_PROBLEM DETAILS_: Each line holding the word "infrastructure" must appear in the answer, copied from the entries.

_EXTRACTED RECORDS_:

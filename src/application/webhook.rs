use crate::domain::error::GatewayError;
use crate::domain::model::{WebhookReply, WebhookRequest};
use serde_json::Value;

pub const WEBHOOK_HINT: &str = r#"Send { "text": "hello" }"#;

/// Answer "hello" with "world"; anything else gets the usage hint.
pub fn reply(request: &WebhookRequest) -> Result<WebhookReply, GatewayError> {
    let text = match &request.text {
        Value::String(s) => s.trim().to_lowercase(),
        _ => String::new(),
    };

    if text == "hello" {
        Ok(WebhookReply {
            text: "world".to_string(),
        })
    } else {
        Err(GatewayError::validation(WEBHOOK_HINT))
    }
}
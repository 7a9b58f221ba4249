//! Single-endpoint translation gateway.
//!
//! A `POST /` request names a provider (or takes the default), the matching
//! backend client calls its LLM API, and the reply is normalized into
//! `{ translation, prompt }` or `{ error }`.

pub mod application;
pub mod domain;
pub mod infrastructure;
pub mod interfaces;
pub mod state;

pub use application::registry::ProviderRegistry;
pub use domain::error::GatewayError;
pub use domain::model::{ProviderId, TranslateInput, TranslationRequest, TranslationResult};
pub use domain::traits::Translator;
pub use infrastructure::config::Config;
pub use state::AppState;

_EXERCISE SOLUTION_:
pub mod infrastructure;
pub use infrastructure::config::Config;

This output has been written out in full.